(Stored dataset items)
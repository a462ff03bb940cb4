//! File handling and validation for runwatch profiles.
//!
//! This module reads the run profiles YAML and validates profile IDs and the
//! placeholders used in their engine commands.

use std::collections::HashSet;
use std::fs::File;

use crate::error::Error::{EmptyId, IdWithSpace, NonUniqueProfileId, NumericId, UnknownPlaceholder};
use crate::error::{Error, Result};
use crate::interpolation::{get_tokens, HOME_KEY, PROJECT_DIR_KEY};
use crate::run_target::RunProfile;

fn get_reader(file_description: &str, path: &str) -> Result<File> {
    File::open(path).map_err(|e| Error::io_error(file_description.to_string(), path.to_string(), e))
}

fn validate_id(id: &str) -> Result<()> {
    if id.is_empty() {
        return Err(EmptyId);
    }

    if id.contains(' ') {
        return Err(IdWithSpace(id.to_string()));
    }

    if id.chars().all(|c| c.is_numeric()) {
        return Err(NumericId(id.to_string()));
    }

    Ok(())
}

fn validate_engine_placeholders(profile: &RunProfile) -> Result<()> {
    let Some(engine) = &profile.engine else {
        return Ok(());
    };

    for token in get_tokens(engine)? {
        let known = token == HOME_KEY
            || (token == PROJECT_DIR_KEY && profile.working_directory.is_some());

        if !known {
            return Err(UnknownPlaceholder(profile.id.clone(), token));
        }
    }

    Ok(())
}

fn validate_profiles(profiles: &[RunProfile]) -> Result<()> {
    let mut ids = HashSet::new();

    for profile in profiles {
        validate_id(&profile.id)?;

        if !ids.insert(profile.id.clone()) {
            return Err(NonUniqueProfileId(profile.id.clone()));
        }

        validate_engine_placeholders(profile)?;
    }

    Ok(())
}

/// Loads and validates run profiles from a YAML file.
///
/// # Errors
///
/// Returns an error if:
/// - The profiles file cannot be read
/// - The YAML is malformed or doesn't match the expected structure
/// - The file contains no profiles
/// - Profile IDs are invalid or non-unique
/// - An engine command references a placeholder that cannot be filled
///
/// # Examples
///
/// ```no_run
/// use runwatch_core::file_handling::get_run_profiles;
///
/// let profiles = get_run_profiles("~/.runwatch/profiles.yml")?;
/// println!("Loaded {} profiles", profiles.len());
/// # Ok::<(), runwatch_core::error::Error>(())
/// ```
pub fn get_run_profiles(profiles_path: &str) -> Result<Vec<RunProfile>> {
    let profiles_path = shellexpand::tilde(profiles_path).to_string();
    let reader = get_reader("profiles", &profiles_path)?;

    let profiles: Vec<RunProfile> = serde_yaml::from_reader(reader).map_err(|e| {
        Error::yaml_error(
            "reading".to_string(),
            "profiles".to_string(),
            profiles_path.clone(),
            e,
        )
    })?;

    if profiles.is_empty() {
        return Err(Error::empty_profiles(profiles_path));
    }

    validate_profiles(&profiles)?;

    Ok(profiles)
}

/// Finds a profile by ID.
///
/// # Errors
///
/// Returns [`Error::ProfileNotFound`] if no profile has the given ID.
pub fn find_profile<'a>(profiles: &'a [RunProfile], id: &str) -> Result<&'a RunProfile> {
    profiles
        .iter()
        .find(|profile| profile.id == id)
        .ok_or_else(|| Error::ProfileNotFound(id.to_string()))
}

WORK INSTRUCTIONS:
State how many lines of the records hold the string "cannot", and nothing else.

ANSWER BELOW:
2